I re-entered my last year of teaching assuredly: this would be my last one - and the best, yet.

I looked around at my life with a renewed sense of wonder. Somehow, knowing it would all be ending soon let me savour everything that much more!

Three months into the academic year, when I signed my non-renewal contract, everyone (as usual) was asking: What are you going to do? Where are you going to go? Are you still going to be a teacher?

All I could answer was with a shrug: “I’m just gonna do art.”

A month later, I met my current boss who invited me to join the Jardin Orange Artist residency project, where I have lived and worked as a resident artist ever since.

***

So in summary, how do we feel a sense of control within this chaotic, ever-shifting and grandiose matrix of events called life? Keep perspective.

Every event in our life we can perceive both from a positive or negative light. For me personally, hindsight has helped me see the synchronicity of events — where from a low trough, a new wave of season of creativity and inspiration has begun to peak.

I can not feel sorry or regret about anything that has happened to me, nor the mistakes I’ve made along the way.

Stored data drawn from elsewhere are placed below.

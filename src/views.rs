// The seven dashboard views, one builder each

use crate::aggregate::{factorize, group_sum, proportions, sort_by_count_desc, top_by_key_desc, value_counts};
use crate::config::DashboardConfig;
use crate::data::Dataset;
use crate::error::ViewError;
use crate::schema::{
    is_missing, parse_finite, CanonicalSchema, RawSchema, Schema, ESTRATO, PARTICIPANTES, PERIODO, REGION,
};
use crate::view::{AnalyticalView, ChartKind, ChartSpec, Table, Theme, Value};

const CANTIDAD: &str = "Cantidad";
const PROPORCION: &str = "Proporcion";
const TIENE_SOSTENIBILIDAD: &str = "Tiene_sostenibilidad";
const POBLACION_OBJETIVO: &str = "Poblacion_objetivo";
const TRAZABILIDAD: &str = "Trazabilidad";
const N_PARTICIPANTES: &str = "N° de Participantes";

/// Both namings of the same dataset. Stages pick the one they need,
/// so evaluation order never matters.
#[derive(Debug, Clone)]
pub struct Schemas<'a> {
    pub raw: RawSchema<'a>,
    pub canonical: CanonicalSchema<'a>,
}

impl<'a> Schemas<'a> {
    pub fn new(dataset: &'a Dataset, config: &DashboardConfig) -> Self {
        Self {
            raw: RawSchema::new(dataset),
            canonical: CanonicalSchema::new(dataset, &config.columns),
        }
    }
}

pub type ViewBuilder = fn(&Schemas<'_>, &DashboardConfig) -> Result<AnalyticalView, ViewError>;

/// Dashboard slots in display order
pub const VIEWS: [(&str, ViewBuilder); 7] = [
    ("graph1", region_frequency),
    ("graph2", process_state_distribution),
    ("graph3", sustainability_breakdown),
    ("graph4", participants_by_region),
    ("graph5", participants_by_region_and_stratum),
    ("graph6", stratum_encoded_scatter),
    ("graph7", top_strata_by_women_participants),
];

fn view(id: &str, chart: ChartSpec, table: Table) -> AnalyticalView {
    AnalyticalView {
        id: id.to_string(),
        chart,
        table,
    }
}

/// Initiatives per region, source column names
pub fn region_frequency(s: &Schemas<'_>, config: &DashboardConfig) -> Result<AnalyticalView, ViewError> {
    let region = &config.columns.region;
    let counts = value_counts(&s.raw, region)?;

    let mut table = Table::new(vec![region.clone(), CANTIDAD.to_string()]);
    for (key, n) in counts {
        table.push(vec![key.into(), n.into()]);
    }

    let chart = ChartSpec::new(ChartKind::Bar, region, CANTIDAD)
        .title("Cantidad de iniciativas por región")
        .color(region)
        .x_label("Región")
        .y_label(CANTIDAD);

    Ok(view("graph1", chart, table))
}

/// Share of each process status
pub fn process_state_distribution(
    s: &Schemas<'_>,
    config: &DashboardConfig,
) -> Result<AnalyticalView, ViewError> {
    let status = &config.columns.status;
    let counts = value_counts(&s.raw, status)?;

    let mut table = Table::new(vec![status.clone(), CANTIDAD.to_string(), PROPORCION.to_string()]);
    for (key, n, share) in proportions(&counts) {
        table.push(vec![key.into(), n.into(), share.into()]);
    }

    let chart = ChartSpec::new(ChartKind::Pie, status, CANTIDAD)
        .title("Distribución de los estados del proceso");

    Ok(view("graph2", chart, table))
}

pub fn sustainability_breakdown(
    s: &Schemas<'_>,
    config: &DashboardConfig,
) -> Result<AnalyticalView, ViewError> {
    let mut counts = value_counts(&s.raw, &config.columns.sustainability)?;
    sort_by_count_desc(&mut counts);

    let mut table = Table::new(vec![TIENE_SOSTENIBILIDAD.to_string(), CANTIDAD.to_string()]);
    for (key, n) in counts {
        table.push(vec![key.into(), n.into()]);
    }

    let chart = ChartSpec::new(ChartKind::Bar, TIENE_SOSTENIBILIDAD, CANTIDAD)
        .title("Estrategia de sostenibilidad en iniciativas")
        .x_label("¿Tiene sostenibilidad?")
        .y_label(CANTIDAD)
        .value_labels();

    Ok(view("graph3", chart, table))
}

/// Total participants per canonical region, horizontal bars with value labels
pub fn participants_by_region(
    s: &Schemas<'_>,
    _config: &DashboardConfig,
) -> Result<AnalyticalView, ViewError> {
    let groups = group_sum(&s.canonical, &[REGION], PARTICIPANTES)?;

    let mut table = Table::new(vec![REGION.to_string(), PARTICIPANTES.to_string()]);
    for g in groups {
        let mut keys = g.keys.into_iter();
        table.push(vec![keys.next().unwrap_or_default().into(), g.sum.into()]);
    }

    let chart = ChartSpec::new(ChartKind::Bar, PARTICIPANTES, REGION)
        .title("Total de Participantes OSIGD por Región")
        .x_label(N_PARTICIPANTES)
        .horizontal()
        .value_labels()
        .theme(Theme::White);

    Ok(view("graph4", chart, table))
}

/// Participants per (region, stratum) pair present in the data
pub fn participants_by_region_and_stratum(
    s: &Schemas<'_>,
    _config: &DashboardConfig,
) -> Result<AnalyticalView, ViewError> {
    let groups = group_sum(&s.canonical, &[REGION, ESTRATO], PARTICIPANTES)?;

    let mut table = Table::new(vec![
        REGION.to_string(),
        ESTRATO.to_string(),
        PARTICIPANTES.to_string(),
    ]);
    for g in groups {
        let mut row: Vec<Value> = g.keys.into_iter().map(Value::from).collect();
        row.push(g.sum.into());
        table.push(row);
    }

    let chart = ChartSpec::new(ChartKind::Bar, REGION, PARTICIPANTES)
        .title("Participantes por Región y Población Objetivo")
        .color(ESTRATO)
        .y_label(N_PARTICIPANTES)
        .grouped()
        .value_labels()
        .theme(Theme::White);

    Ok(view("graph5", chart, table))
}

/// One point per record; the stratum is replaced by its first-seen integer code
pub fn stratum_encoded_scatter(
    s: &Schemas<'_>,
    _config: &DashboardConfig,
) -> Result<AnalyticalView, ViewError> {
    let schema = &s.canonical;
    let encoded = factorize(schema, ESTRATO)?;
    let participants = schema.column(PARTICIPANTES)?;
    let period = schema.column(PERIODO)?;
    let region = schema.column(REGION)?;
    let stratum = schema.column(ESTRATO)?;

    let mut table = Table::new(vec![
        POBLACION_OBJETIVO.to_string(),
        PARTICIPANTES.to_string(),
        PERIODO.to_string(),
        REGION.to_string(),
        ESTRATO.to_string(),
    ]);
    for (row, code) in encoded.codes.iter().enumerate() {
        table.push(vec![
            (*code).into(),
            participants.number(row)?.into(),
            infer(period.get(row)),
            region.get(row).into(),
            stratum.get(row).into(),
        ]);
    }

    let chart = ChartSpec::new(ChartKind::Scatter3d, POBLACION_OBJETIVO, PARTICIPANTES)
        .title("Participantes por Población Objetivo")
        .z(PERIODO)
        .color(REGION)
        .hover(ESTRATO)
        .y_label(N_PARTICIPANTES)
        .theme(Theme::Dark);

    Ok(view("graph6", chart, table))
}

/// Women participants per (region, stratum), ranked by the stratum label
/// descending (not by the sum), first `top_n` rows.
pub fn top_strata_by_women_participants(
    s: &Schemas<'_>,
    config: &DashboardConfig,
) -> Result<AnalyticalView, ViewError> {
    let women = &config.columns.women_participants;
    let groups = group_sum(&s.canonical, &[REGION, ESTRATO], women)?;
    let top = top_by_key_desc(groups, 1, config.top_n);

    let mut table = Table::new(vec![REGION.to_string(), ESTRATO.to_string(), women.clone()]);
    for g in top {
        let mut row: Vec<Value> = g.keys.into_iter().map(Value::from).collect();
        row.push(g.sum.into());
        table.push(row);
    }
    let table = table.with_constant(TRAZABILIDAD, config.trace_label.as_str().into());

    let chart = ChartSpec::new(ChartKind::Line3d, REGION, women)
        .z(ESTRATO)
        .color(TRAZABILIDAD)
        .color_sequence(&["green"]);

    Ok(view("graph7", chart, table))
}

/// Numeric when the cell holds a finite number, text otherwise
fn infer(raw: &str) -> Value {
    if is_missing(raw) {
        Value::Missing
    } else if let Some(n) = parse_finite(raw) {
        Value::Number(n)
    } else {
        Value::Text(raw.to_string())
    }
}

Each and every one has brought me to this moment. Constant revisions are an inevitable and necessary response to flux of Life —- especially when holding on to things can be painful and the act of letting them go, scary.

A swami I know once said, [like an EKG heart monitor in a hospital] “Life isn’t about making everything flat and even all the time… The art of living is learning how to ride the ups and downs, the waves, of life.”

“It’s just a ride!” my friends. Sometimes its part of the journey that you slip and fall.